**WHAT IS EXPECTED**
Determine which lines of the records include the word "contains", and copy them.

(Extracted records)
use colored::Colorize;
use sitelens::commands::command_argument_builder;
use sitelens::handlers::{handle_analyze, handle_classify, handle_serve, init_logging, print_banner};

#[tokio::main]
async fn main() {
    let matches = command_argument_builder().get_matches();
    let quiet = matches.get_flag("quiet")
        || matches
            .subcommand()
            .is_some_and(|(_, sub_matches)| sub_matches.get_flag("quiet"));

    init_logging(quiet);
    if !quiet {
        print_banner();
    }

    let result = match matches.subcommand() {
        Some(("analyze", sub_matches)) => handle_analyze(sub_matches).await,
        Some(("classify", sub_matches)) => handle_classify(sub_matches),
        Some(("serve", sub_matches)) => handle_serve(sub_matches).await,
        Some(_) => unreachable!("clap should ensure we don't get here"),
        None => {
            let _ = command_argument_builder().print_help();
            return;
        }
    };

    if let Err(e) = result {
        eprintln!("{} {:#}", "✗".red().bold(), e);
        std::process::exit(1);
    }
}
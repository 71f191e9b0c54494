// Tests for signal extraction

use sitelens_core::signals::extract;
use sitelens_scanner::{
    Cookie, RawPageSnapshot, RequestRecord, ResponseRecord, ScriptAsset, StyleAsset,
};
use std::collections::BTreeMap;

fn response(url: &str, headers: Option<&[(&str, &str)]>) -> ResponseRecord {
    ResponseRecord {
        url: url.to_string(),
        status: 200,
        headers: headers.map(|pairs| {
            pairs
                .iter()
                .map(|(k, v)| (k.to_string(), v.to_string()))
                .collect::<BTreeMap<_, _>>()
        }),
        method: "GET".to_string(),
    }
}

#[test]
fn test_header_names_are_lowercased() {
    let mut snapshot = RawPageSnapshot::new("https://example.com/");
    snapshot.responses.push(response(
        "https://example.com/",
        Some(&[("Content-Security-Policy", "default-src 'self'"), ("X-Frame-Options", "DENY")]),
    ));

    let signals = extract(&snapshot);

    assert_eq!(signals.header("content-security-policy"), Some("default-src 'self'"));
    assert_eq!(signals.header("X-FRAME-OPTIONS"), Some("DENY"));
    assert!(signals.headers.keys().all(|k| k == &k.to_lowercase()));
}

#[test]
fn test_main_document_matches_requested_url() {
    let mut snapshot = RawPageSnapshot::new("https://example.com/");
    snapshot
        .responses
        .push(response("https://cdn.example.com/app.js", Some(&[("server", "cdn")])));
    snapshot
        .responses
        .push(response("https://example.com/", Some(&[("server", "origin")])));

    let signals = extract(&snapshot);

    assert_eq!(signals.header("server"), Some("origin"));
    assert_eq!(signals.responses.len(), 2);
}

#[test]
fn test_main_document_falls_back_to_first_response() {
    let mut snapshot = RawPageSnapshot::new("https://example.com/");
    snapshot
        .responses
        .push(response("https://www.example.com/", Some(&[("server", "redirected")])));

    let signals = extract(&snapshot);
    assert_eq!(signals.header("server"), Some("redirected"));
}

#[test]
fn test_response_without_headers_is_skipped() {
    let mut snapshot = RawPageSnapshot::new("https://example.com/");
    snapshot.responses.push(response("https://example.com/", None));
    snapshot
        .responses
        .push(response("https://example.com/style.css", Some(&[("server", "nginx")])));

    let signals = extract(&snapshot);

    assert_eq!(signals.skipped_responses, 1);
    assert_eq!(signals.responses.len(), 1);
    assert_eq!(signals.header("server"), Some("nginx"));
}

#[test]
fn test_empty_snapshot_yields_empty_signals() {
    let signals = extract(&RawPageSnapshot::new("https://example.com/"));

    assert!(signals.headers.is_empty());
    assert!(signals.main_response.is_none());
    assert_eq!(signals.js_texts().count(), 0);
    assert_eq!(signals.css_texts().count(), 0);
}

#[test]
fn test_js_and_css_text_helpers() {
    let mut snapshot = RawPageSnapshot::new("https://example.com/");
    snapshot
        .scripts
        .push(ScriptAsset::external("https://code.jquery.com/jquery-3.6.0.min.js"));
    snapshot.scripts.push(ScriptAsset::inline("window.__NUXT__={}"));
    snapshot
        .styles
        .inline
        .push(StyleAsset::inline(".btn{color:red}"));
    snapshot
        .styles
        .external
        .push(StyleAsset::external("/css/bootstrap-4.1.3.min.css"));

    let signals = extract(&snapshot);

    let js: Vec<&str> = signals.js_texts().collect();
    assert_eq!(js, vec!["https://code.jquery.com/jquery-3.6.0.min.js", "window.__NUXT__={}"]);

    let css: Vec<&str> = signals.css_texts().collect();
    assert_eq!(css, vec!["/css/bootstrap-4.1.3.min.css", ".btn{color:red}"]);
}

#[test]
fn test_network_text_includes_requests_and_markup() {
    let mut snapshot = RawPageSnapshot::new("https://example.com/");
    snapshot.html = "<img src=\"https://bucket.s3.amazonaws.com/a.png\">".to_string();
    snapshot.requests.push(RequestRecord {
        url: "https://site.netlify.app/app.js".to_string(),
        method: "GET".to_string(),
        resource_type: "Script".to_string(),
    });

    let signals = extract(&snapshot);
    let text = signals.network_text();

    assert!(text.contains("netlify.app"));
    assert!(text.contains("amazonaws.com"));
}

#[test]
fn test_https_detection_and_cookies_carried() {
    let mut snapshot = RawPageSnapshot::new("https://example.com/");
    snapshot.cookies.push(Cookie {
        name: "sessionid".to_string(),
        value: "abc".to_string(),
        secure: true,
        ..Default::default()
    });

    let signals = extract(&snapshot);
    assert!(signals.is_https());
    assert_eq!(signals.cookies.len(), 1);

    let plain = extract(&RawPageSnapshot::new("http://example.com/"));
    assert!(!plain.is_https());
}
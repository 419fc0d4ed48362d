use clap::Parser;

/// askmydb: turn a natural-language question into a database query.
#[derive(Parser, Debug)]
#[command(name = "askmydb", version, about)]
pub struct CliArgs {
    /// Natural-language question to convert.
    pub prompt: String,

    /// Path to a file whose contents are given to the provider as schema
    /// context (table and column descriptions).
    #[arg(long, env = "ASKMYDB_SCHEMA_FILE")]
    pub schema_file: Option<String>,

    /// Print the full result as JSON instead of the bare query.
    #[arg(long)]
    pub json: bool,
}
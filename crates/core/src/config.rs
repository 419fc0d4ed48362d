use std::env;
use std::str::FromStr;

use serde::{Deserialize, Serialize};
use url::Url;

use crate::error::ConfigError;

/// Load .env file (silently ignores if missing).
pub fn load_dotenv() {
    dotenvy::dotenv().ok();
}

fn env_or(key: &str, default: &str) -> String {
    env::var(key).unwrap_or_else(|_| default.to_string())
}

fn env_opt(key: &str) -> Option<String> {
    env::var(key).ok().filter(|s| !s.is_empty())
}

fn env_u32(key: &str, default: u32) -> u32 {
    env_opt(key).and_then(|v| v.parse().ok()).unwrap_or(default)
}

fn env_u64(key: &str, default: u64) -> u64 {
    env_opt(key).and_then(|v| v.parse().ok()).unwrap_or(default)
}

// ── Provider selection ────────────────────────────────────────

/// Which query-generation backend to use.
#[derive(Debug, Clone, Copy, PartialEq, Eq, Serialize, Deserialize)]
#[serde(rename_all = "lowercase")]
pub enum ProviderKind {
    Dummy,
    Openai,
    Ollama,
}

impl ProviderKind {
    pub fn as_str(&self) -> &'static str {
        match self {
            ProviderKind::Dummy => "dummy",
            ProviderKind::Openai => "openai",
            ProviderKind::Ollama => "ollama",
        }
    }
}

impl FromStr for ProviderKind {
    type Err = ConfigError;

    fn from_str(s: &str) -> Result<Self, Self::Err> {
        match s.trim().to_ascii_lowercase().as_str() {
            "dummy" => Ok(ProviderKind::Dummy),
            "openai" => Ok(ProviderKind::Openai),
            "ollama" => Ok(ProviderKind::Ollama),
            other => Err(ConfigError::UnsupportedProvider(other.to_string())),
        }
    }
}

// ── Top-level config ──────────────────────────────────────────

#[derive(Debug, Clone, Serialize, Deserialize)]
pub struct Config {
    /// Active query-generation backend.
    pub provider: ProviderKind,
    /// Downstream DB connection name. Passed through to the caller that
    /// executes the generated query; never consumed by generation itself.
    pub connection: Option<String>,
    pub openai: OpenAiConfig,
    pub ollama: OllamaConfig,
    /// Request timeout applied to every network-backed generation call.
    pub timeout_secs: u64,
    pub max_tokens: u32,
}

impl Config {
    /// Build config from environment variables (call `load_dotenv()` first).
    /// Fails fast: a config that does not validate is never returned.
    pub fn from_env() -> Result<Self, ConfigError> {
        let provider = env_or("ASKMYDB_PROVIDER", "dummy").parse()?;
        let config = Self {
            provider,
            connection: env_opt("ASKMYDB_CONNECTION"),
            openai: OpenAiConfig::from_env(),
            ollama: OllamaConfig::from_env(),
            timeout_secs: env_u64("ASKMYDB_TIMEOUT_SECS", 30),
            max_tokens: env_u32("ASKMYDB_MAX_TOKENS", 1024),
        };
        config.validate()?;
        Ok(config)
    }

    /// Validate invariants that must hold before any provider is built.
    pub fn validate(&self) -> Result<(), ConfigError> {
        if self.provider == ProviderKind::Openai
            && self.openai.api_key.as_deref().unwrap_or("").is_empty()
        {
            return Err(ConfigError::MissingApiKey);
        }
        if !(0.0..=2.0).contains(&self.openai.temperature) {
            return Err(ConfigError::InvalidTemperature(self.openai.temperature));
        }
        validate_base_url(&self.openai.base_url)?;
        validate_base_url(&self.ollama.base_url)?;
        Ok(())
    }

    /// Print a redacted summary for startup logs.
    pub fn log_summary(&self) {
        tracing::info!("Config loaded:");
        tracing::info!("  provider:    {}", self.provider.as_str());
        tracing::info!(
            "  connection:  {}",
            self.connection.as_deref().unwrap_or("(default)")
        );
        tracing::info!(
            "  openai:      base_url={}, model={}, temperature={}, api_key={}",
            self.openai.base_url,
            self.openai.model,
            self.openai.temperature,
            if self.openai.is_configured() { "set" } else { "(none)" },
        );
        tracing::info!(
            "  ollama:      base_url={}, model={}",
            self.ollama.base_url,
            self.ollama.model
        );
        tracing::info!(
            "  limits:      timeout={}s, max_tokens={}",
            self.timeout_secs,
            self.max_tokens
        );
    }

    /// Return a redacted view safe for API responses (no secrets).
    pub fn redacted_summary(&self) -> serde_json::Value {
        serde_json::json!({
            "provider": self.provider.as_str(),
            "connection": self.connection,
            "openai": {
                "base_url": self.openai.base_url,
                "model": self.openai.model,
                "temperature": self.openai.temperature,
                "configured": self.openai.is_configured(),
            },
            "ollama": {
                "base_url": self.ollama.base_url,
                "model": self.ollama.model,
            },
            "timeout_secs": self.timeout_secs,
            "max_tokens": self.max_tokens,
        })
    }
}

fn validate_base_url(base_url: &str) -> Result<(), ConfigError> {
    Url::parse(base_url).map_err(|e| ConfigError::InvalidBaseUrl {
        url: base_url.to_string(),
        reason: e.to_string(),
    })?;
    Ok(())
}

// ── OpenAI ────────────────────────────────────────────────────

#[derive(Debug, Clone, Serialize, Deserialize)]
pub struct OpenAiConfig {
    pub api_key: Option<String>,
    pub base_url: String,
    pub model: String,
    pub temperature: f32,
}

impl OpenAiConfig {
    fn from_env() -> Self {
        Self {
            api_key: env_opt("OPENAI_API_KEY"),
            base_url: env_or("OPENAI_BASE_URL", "https://api.openai.com/v1"),
            model: env_or("OPENAI_MODEL", "gpt-4o-mini"),
            temperature: env_or("OPENAI_TEMPERATURE", "0.2").parse().unwrap_or(0.2),
        }
    }

    pub fn is_configured(&self) -> bool {
        self.api_key.as_deref().is_some_and(|k| !k.is_empty())
    }
}

// ── Ollama (local models) ─────────────────────────────────────

#[derive(Debug, Clone, Serialize, Deserialize)]
pub struct OllamaConfig {
    pub base_url: String,
    pub model: String,
}

impl OllamaConfig {
    fn from_env() -> Self {
        Self {
            base_url: env_or("OLLAMA_BASE_URL", "http://localhost:11434"),
            model: env_or("OLLAMA_MODEL", "llama3.1"),
        }
    }
}
pub mod provider;
pub mod providers;
pub mod query;

pub use provider::{GenerateError, GenerationRequest, Message, QueryProvider, Role};
pub use providers::create_provider;
pub use query::{GeneratedQuery, QueryService};
pub mod config;
pub mod error;

pub use config::{Config, OllamaConfig, OpenAiConfig, ProviderKind};
pub use error::ConfigError;
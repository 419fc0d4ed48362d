mod cli;

use anyhow::{Context, Result};
use clap::Parser;
use tracing::info;

use askmydb_core::{config, Config};
use askmydb_llm::QueryService;

use crate::cli::CliArgs;

#[tokio::main]
async fn main() -> Result<()> {
    // Initialize tracing
    tracing_subscriber::fmt()
        .with_env_filter(
            tracing_subscriber::EnvFilter::try_from_default_env()
                .unwrap_or_else(|_| tracing_subscriber::EnvFilter::new("warn")),
        )
        .with_target(false)
        .init();

    let args = CliArgs::parse();

    config::load_dotenv();
    let config = Config::from_env().context("invalid configuration")?;
    config.log_summary();

    let schema_context = match &args.schema_file {
        Some(path) => std::fs::read_to_string(path)
            .with_context(|| format!("failed to read schema file: {}", path))?,
        None => String::new(),
    };

    let service = QueryService::from_config(&config).context("failed to create provider")?;

    let result = service
        .ask(&args.prompt, &schema_context)
        .await
        .context("query generation failed")?;

    if let Some(connection) = &result.connection {
        info!(connection = %connection, "Query targets a named connection");
    }

    if args.json {
        println!("{}", serde_json::to_string_pretty(&result)?);
    } else {
        println!("{}", result.query);
    }

    Ok(())
}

**YOUR RESPONSE**
    assert!(text.contains("netlify.app"));
    assert!(text.contains("amazonaws.com"));
        if !(0.0..=2.0).contains(&self.openai.temperature) {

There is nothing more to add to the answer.